In order to optimize the outcome in inhalational anthrax it is likely that novel therapies, such as toxin inhibitors or receptor antagonists, will need to be developed and deployed.24 A variety of such strategies, guided by the pathogenesis of the organism and its disease-producing toxins, has shown promise in animal studies to date and will likely be components of effective therapeutic regimens in the future.25
Detailed therapeutic and postexposure prophylaxis recommendations for adults, children and special groups have been recently reviewed elsewhere.17, 26 Anthrax vaccine adsorbed (AVA), the current product in use for select indications, has been proven to be effective in preventing cutaneous anthrax in human clinical trials and in preventing inhalational disease after aerosol challenge in nonhuman primates.27 The vaccine has generally been found to be safe but requires six doses over 18 months with the need for frequent boosting. Because of the aforementioned dosing issues and the limited availability of AVA, second-generation anthrax vaccines employing recombinant protective antigen and humanized antiprotective antigen monoclonal antibodies are in production.
Smallpox
(See healthmap.org for outbreaks of Smallpox)
The last known naturally acquired case of smallpox occurred in Somalia in 1977; in 1980, as the culmination of a 12-year, intensive campaign by the World Health Organization (WHO), the disease became the first in history to be officially certified as ‘eradicated’ as a scourge of humans.28 However, because of concerns that variola virus stocks may have either been removed from or sequestered outside of their WHO-designated repositories, smallpox is considered to be a potential agent of bioterrorism. Smallpox is an attractive biologic weapon as its re-introduction into human populations would be a global public health catastrophe. It is stable in aerosol form with a low infective dose; case fatality rates approach 30%; secondary attack rates among unvaccinated close contacts are 37–88% and are amplified, especially in health-care settings; and much of the world's population is susceptible. Routine civilian vaccination was terminated more than two decades ago and vaccine-induced immunity appears to wane over time in vaccinees.29 Vaccine supplies remain limited, and there are currently no antiviral therapies of proven clinical effectiveness against this pathogen.
Following an average incubation period of 10–12 days (range 7–19 days), patients experience the acute onset of a 2- to 3-day prostrating prodrome consisting of fever, rigors, malaise, vomiting, headache and backache.
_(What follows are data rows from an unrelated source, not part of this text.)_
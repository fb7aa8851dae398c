//! Shared domain types.
//!
//! Nothing here outlives a single render cycle: each user interaction builds a
//! fresh `SeriesRequest` and everything downstream is derived from it.

use chrono::{Datelike, Duration, NaiveDate};
use serde::Serialize;

use crate::error::AppError;

/// Number of quarters to display.
///
/// The request interval is approximated as `quarters * 91` days back from
/// today. This is deliberately not calendar-exact.
#[derive(Debug, Clone, Copy, PartialEq, Eq, PartialOrd, Ord)]
pub struct WindowSize(u32);

impl WindowSize {
    pub const MIN: u32 = 4;
    pub const MAX: u32 = 20;
    pub const DEFAULT: WindowSize = WindowSize(8);
    pub const DAYS_PER_QUARTER: i64 = 91;

    pub fn new(quarters: u32) -> Result<Self, AppError> {
        if !(Self::MIN..=Self::MAX).contains(&quarters) {
            return Err(AppError::config(format!(
                "Window must be between {} and {} quarters (got {quarters}).",
                Self::MIN,
                Self::MAX
            )));
        }
        Ok(Self(quarters))
    }

    pub fn quarters(self) -> u32 {
        self.0
    }

    pub fn lookback(self) -> Duration {
        Duration::days(i64::from(self.0) * Self::DAYS_PER_QUARTER)
    }

    /// One quarter wider, capped at `MAX`.
    pub fn wider(self) -> Self {
        Self((self.0 + 1).min(Self::MAX))
    }

    /// One quarter narrower, floored at `MIN`.
    pub fn narrower(self) -> Self {
        Self(self.0.saturating_sub(1).max(Self::MIN))
    }
}

impl Default for WindowSize {
    fn default() -> Self {
        Self::DEFAULT
    }
}

/// One pipeline invocation: which series, how it is labelled, how far back.
#[derive(Debug, Clone, PartialEq)]
pub struct SeriesRequest {
    /// Provider series identifier (opaque, e.g. `UNRATE`).
    pub series_id: String,
    pub title: String,
    pub units: String,
    pub window: WindowSize,
}

impl SeriesRequest {
    /// Closed interval `[today - window * 91 days, today]`.
    pub fn date_range(&self, today: NaiveDate) -> (NaiveDate, NaiveDate) {
        (today - self.window.lookback(), today)
    }
}

/// A single provider observation. `value` is `None` for the provider's
/// missing-value marker.
#[derive(Debug, Clone, Copy, PartialEq)]
pub struct RawObservation {
    pub date: NaiveDate,
    pub value: Option<f64>,
}

impl RawObservation {
    pub fn new(date: NaiveDate, value: Option<f64>) -> Self {
        Self { date, value }
    }
}

/// One row of the normalized table.
#[derive(Debug, Clone, PartialEq, Serialize)]
pub struct SeriesRow {
    pub date: NaiveDate,
    /// Calendar quarter label, e.g. `2024Q1`.
    pub quarter: String,
    pub value: f64,
}

/// Chronologically ordered table consumed by charting and statistics.
///
/// Rows are sorted ascending by date. A `ShapedSeries` produced by
/// `data::shape` is never empty; emptiness is reported as `AppError::NoData`.
#[derive(Debug, Clone, PartialEq, Serialize)]
pub struct ShapedSeries {
    pub series_id: String,
    pub title: String,
    pub units: String,
    pub rows: Vec<SeriesRow>,
}

impl ShapedSeries {
    pub fn len(&self) -> usize {
        self.rows.len()
    }

    pub fn is_empty(&self) -> bool {
        self.rows.is_empty()
    }

    pub fn first(&self) -> Option<&SeriesRow> {
        self.rows.first()
    }

    pub fn last(&self) -> Option<&SeriesRow> {
        self.rows.last()
    }

    /// Y-axis label shared by every chart style and the stats panel.
    pub fn value_label(&self) -> String {
        if self.units.trim().is_empty() {
            self.title.clone()
        } else {
            format!("{} ({})", self.title, self.units)
        }
    }
}

/// Calendar-quarter label for a date (`2024-05-01` -> `2024Q2`).
pub fn quarter_label(date: NaiveDate) -> String {
    format!("{}Q{}", date.year(), date.month0() / 3 + 1)
}

/// Oldest-to-newest change of a series.
#[derive(Debug, Clone, Copy, PartialEq, Serialize)]
#[serde(tag = "kind", content = "value", rename_all = "lowercase")]
pub enum PercentChange {
    /// Fewer than two rows.
    Unavailable,
    /// The oldest value is exactly zero, so the ratio has no meaning.
    Undefined,
    Percent(f64),
}

impl PercentChange {
    pub fn as_percent(self) -> Option<f64> {
        match self {
            PercentChange::Percent(v) => Some(v),
            PercentChange::Unavailable | PercentChange::Undefined => None,
        }
    }
}

/// Summary statistics over a `ShapedSeries`. Derived, never stored.
#[derive(Debug, Clone, PartialEq, Serialize)]
pub struct SummaryStats {
    pub latest_value: f64,
    pub latest_period: String,
    pub min_value: f64,
    pub min_period: String,
    pub max_value: f64,
    pub max_period: String,
    pub mean_value: f64,
    pub pct_change: PercentChange,
}

/// Chart style selection.
#[derive(Debug, Clone, Copy, PartialEq, Eq, Default)]
pub enum ChartStyle {
    #[default]
    Line,
    Bar,
    Area,
}

impl ChartStyle {
    pub const ALL: [ChartStyle; 3] = [ChartStyle::Line, ChartStyle::Bar, ChartStyle::Area];

    /// Resolve a style name. Unrecognized names fall back to `Line`.
    pub fn from_name(name: &str) -> ChartStyle {
        match name.trim().to_ascii_lowercase().as_str() {
            "bar" => ChartStyle::Bar,
            "area" => ChartStyle::Area,
            "line" => ChartStyle::Line,
            other => {
                tracing::debug!(style = other, "Unrecognized chart style, using line");
                ChartStyle::Line
            }
        }
    }

    pub fn display_name(self) -> &'static str {
        match self {
            ChartStyle::Line => "Line",
            ChartStyle::Bar => "Bar",
            ChartStyle::Area => "Area",
        }
    }

    pub fn next(self) -> ChartStyle {
        match self {
            ChartStyle::Line => ChartStyle::Bar,
            ChartStyle::Bar => ChartStyle::Area,
            ChartStyle::Area => ChartStyle::Line,
        }
    }

    pub fn prev(self) -> ChartStyle {
        match self {
            ChartStyle::Line => ChartStyle::Area,
            ChartStyle::Bar => ChartStyle::Line,
            ChartStyle::Area => ChartStyle::Bar,
        }
    }
}

#[cfg(test)]
mod tests {
    use super::*;

    fn d(y: i32, m: u32, day: u32) -> NaiveDate {
        NaiveDate::from_ymd_opt(y, m, day).unwrap()
    }

    #[test]
    fn quarter_labels_follow_calendar_quarters() {
        assert_eq!(quarter_label(d(2024, 1, 1)), "2024Q1");
        assert_eq!(quarter_label(d(2024, 3, 31)), "2024Q1");
        assert_eq!(quarter_label(d(2024, 4, 1)), "2024Q2");
        assert_eq!(quarter_label(d(2023, 9, 30)), "2023Q3");
        assert_eq!(quarter_label(d(2023, 12, 1)), "2023Q4");
    }

    #[test]
    fn window_bounds_are_enforced() {
        assert!(WindowSize::new(3).is_err());
        assert!(WindowSize::new(21).is_err());
        assert_eq!(WindowSize::new(4).unwrap().quarters(), 4);
        assert_eq!(WindowSize::new(20).unwrap().quarters(), 20);
        assert_eq!(WindowSize::new(20).unwrap().wider().quarters(), 20);
        assert_eq!(WindowSize::new(4).unwrap().narrower().quarters(), 4);
        assert_eq!(WindowSize::default().quarters(), 8);
    }

    #[test]
    fn date_range_uses_91_day_quarters() {
        let request = SeriesRequest {
            series_id: "UNRATE".to_string(),
            title: "Unemployment Rate".to_string(),
            units: "Percent".to_string(),
            window: WindowSize::new(8).unwrap(),
        };
        let (start, end) = request.date_range(d(2024, 12, 31));
        assert_eq!(end, d(2024, 12, 31));
        assert_eq!((end - start).num_days(), 8 * 91);
    }

    #[test]
    fn unknown_style_names_fall_back_to_line() {
        assert_eq!(ChartStyle::from_name("Bar"), ChartStyle::Bar);
        assert_eq!(ChartStyle::from_name(" area "), ChartStyle::Area);
        assert_eq!(ChartStyle::from_name("Line"), ChartStyle::Line);
        assert_eq!(ChartStyle::from_name("scatter"), ChartStyle::Line);
        assert_eq!(ChartStyle::from_name(""), ChartStyle::Line);
    }

    #[test]
    fn style_cycle_visits_every_style() {
        let mut style = ChartStyle::Line;
        for expected in [ChartStyle::Bar, ChartStyle::Area, ChartStyle::Line] {
            style = style.next();
            assert_eq!(style, expected);
        }
        assert_eq!(ChartStyle::Line.prev(), ChartStyle::Area);
    }

    #[test]
    fn value_label_omits_empty_units() {
        let mut series = ShapedSeries {
            series_id: "GDP".to_string(),
            title: "GDP".to_string(),
            units: "Billions of Dollars".to_string(),
            rows: Vec::new(),
        };
        assert_eq!(series.value_label(), "GDP (Billions of Dollars)");
        series.units.clear();
        assert_eq!(series.value_label(), "GDP");
    }
}
//! Summary statistics and formatted terminal output.

pub mod format;

pub use format::*;

use crate::domain::{PercentChange, ShapedSeries, SummaryStats};
use crate::error::AppError;

/// Compute latest / min / max / mean / oldest-to-newest change.
///
/// - latest is the last row in chronological order
/// - min and max report the first occurrence on ties
/// - the change is `Unavailable` below two rows and `Undefined` when the
///   oldest value is exactly zero
pub fn summarize(series: &ShapedSeries) -> Result<SummaryStats, AppError> {
    let (Some(first), Some(last)) = (series.first(), series.last()) else {
        return Err(AppError::no_data(&series.series_id));
    };

    let mut min = first;
    let mut max = first;
    let mut sum = 0.0;
    for row in &series.rows {
        if row.value < min.value {
            min = row;
        }
        if row.value > max.value {
            max = row;
        }
        sum += row.value;
    }

    Ok(SummaryStats {
        latest_value: last.value,
        latest_period: last.quarter.clone(),
        min_value: min.value,
        min_period: min.quarter.clone(),
        max_value: max.value,
        max_period: max.quarter.clone(),
        mean_value: sum / series.len() as f64,
        pct_change: percent_change(series),
    })
}

fn percent_change(series: &ShapedSeries) -> PercentChange {
    if series.len() < 2 {
        return PercentChange::Unavailable;
    }
    let (Some(oldest), Some(newest)) = (series.first(), series.last()) else {
        return PercentChange::Unavailable;
    };
    if oldest.value == 0.0 {
        tracing::warn!(series_id = %series.series_id, "Oldest value is zero; percent change undefined");
        return PercentChange::Undefined;
    }
    PercentChange::Percent((newest.value - oldest.value) / oldest.value * 100.0)
}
They subsequently develop a centrifugally distributed eruption that initially involves the face and extremities and then generalizes as it evolves through macular, papular, vesicular and pustular stages in synchronous (i.e. lesions progress concurrently and have similar appearances diffusely) fashion over approximately 8 days, with umbilication in the latter stages (Fig. 71.6 ). Enanthema in the oropharynx typically precede the exanthem by a day or two; this represents high titer viral replication in the upper respiratory tract and correlates with high infectivity. The rash generally remains denser peripherally and typically involves the palms and soles early on, a potentially useful clue in narrowing the differential diagnosis (Fig. 71.7 ). The umbilicated pustules begin crusting during the second week of the eruption; separation of scabs is usually complete by the end of the third week, but the course of the systemic illness may be attenuated and the appearance of the exanthem milder in those with partial, pre-existing immunity or more progressive and virulent in those with immunodeficient states.
Fig. 71.6.
Smallpox. (a) Third day of rash in smallpox. Additional lesions continue to appear and some of the papules are becoming obviously vesicular. (b) Fifth day of rash in smallpox. Almost all the papules have now become vesicular or pustular, the truly ‘vesicular’ stage usually being very brief. Some of the lesions on the upper arm show early umbilication. (c) Eighth day of rash in smallpox. This case is now clearly classified as discrete ordinary-type smallpox. In the confluent subtype of ordinary-type smallpox the lesions would have been confluent on the face and forearms: in the semiconfluent subtype they would have been confluent on the face but not on the forearms. (d) Twentieth day of rash in smallpox. The scabs have separated except on the palms of the hands and the soles of the feet, leaving depigmented areas.
From Fenner et al.28
Fig. 71.7.
(a) Typical centrifugal distribution of the rash in smallpox. (b) Patient with smallpox, Kosovo, Yugoslavia epidemic, March and April 1972. The scabs will eventually fall off leaving marks on the skin that will become pitted scars. The infection is transmissible until all scabs have fallen off.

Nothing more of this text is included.